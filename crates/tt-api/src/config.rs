use serde::{Deserialize, Serialize};

use crate::errors::ApiError;

/// Which interpretation `Engine::evaluate` applies.
#[derive(Debug, Clone, Copy, PartialEq, Eq, Hash, Default, Serialize, Deserialize)]
#[serde(rename_all = "snake_case")]
pub enum EvalMode {
    /// Build nodes only.
    Lazy,
    #[default]
    Eager,
    /// Rewrite pass (desugar, canonicalize, optimize) then eager.
    Pipeline,
}

impl EvalMode {
    #[must_use]
    pub fn as_str(self) -> &'static str {
        match self {
            Self::Lazy => "lazy",
            Self::Eager => "eager",
            Self::Pipeline => "pipeline",
        }
    }

    pub fn parse(value: &str) -> Result<Self, ApiError> {
        match value.trim().to_ascii_lowercase().as_str() {
            "lazy" | "reflect" => Ok(Self::Lazy),
            "eager" => Ok(Self::Eager),
            "pipeline" | "optimize" => Ok(Self::Pipeline),
            other => Err(ApiError::Config {
                detail: format!("unknown evaluation mode `{other}`"),
            }),
        }
    }
}

#[derive(Debug, Clone, PartialEq, Eq, Serialize, Deserialize)]
#[serde(default, deny_unknown_fields)]
pub struct EngineConfig {
    pub mode: EvalMode,
    pub backend: String,
    /// Cardinality the cost model assumes for continuous dims.
    pub continuous_size: u64,
    pub seed: u64,
    /// Interned-node count above which the engine sweeps dead entries
    /// after an evaluation.
    pub sweep_threshold: usize,
}

impl Default for EngineConfig {
    fn default() -> Self {
        Self {
            mode: EvalMode::Eager,
            backend: "cpu".to_owned(),
            continuous_size: 2,
            seed: 0,
            sweep_threshold: 1 << 16,
        }
    }
}

impl EngineConfig {
    pub fn from_json(text: &str) -> Result<Self, ApiError> {
        let config: Self = serde_json::from_str(text)?;
        config.validate()?;
        Ok(config)
    }

    pub fn to_json(&self) -> Result<String, ApiError> {
        Ok(serde_json::to_string_pretty(self)?)
    }

    /// Applies `TT_EVAL_MODE`, `TT_BACKEND`, `TT_CONTINUOUS_SIZE` and
    /// `TT_SEED` from the process environment.
    pub fn with_env_overrides(self) -> Result<Self, ApiError> {
        self.with_overrides(|name| std::env::var(name).ok())
    }

    /// Same as [`Self::with_env_overrides`] with an explicit lookup.
    pub fn with_overrides(
        mut self,
        lookup: impl Fn(&str) -> Option<String>,
    ) -> Result<Self, ApiError> {
        if let Some(mode) = lookup("TT_EVAL_MODE") {
            self.mode = EvalMode::parse(&mode)?;
        }
        if let Some(backend) = lookup("TT_BACKEND") {
            self.backend = backend.trim().to_owned();
        }
        if let Some(size) = lookup("TT_CONTINUOUS_SIZE") {
            self.continuous_size = parse_number("TT_CONTINUOUS_SIZE", &size)?;
        }
        if let Some(seed) = lookup("TT_SEED") {
            self.seed = parse_number("TT_SEED", &seed)?;
        }
        self.validate()?;
        Ok(self)
    }

    pub fn validate(&self) -> Result<(), ApiError> {
        if self.continuous_size == 0 {
            return Err(ApiError::Config {
                detail: "continuous_size must be positive".to_owned(),
            });
        }
        if self.backend.is_empty() {
            return Err(ApiError::Config {
                detail: "backend name is empty".to_owned(),
            });
        }
        Ok(())
    }
}

fn parse_number(name: &str, raw: &str) -> Result<u64, ApiError> {
    raw.trim().parse().map_err(|_| ApiError::Config {
        detail: format!("{name}={raw:?} is not an unsigned integer"),
    })
}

______

• [TASK STATEMENT]
Read the entries and show each line that mentions "validate".

• [ANSWER SECTION]
        config.validate()?;
        self.validate()?;
    pub fn validate(&self) -> Result<(), ApiError> {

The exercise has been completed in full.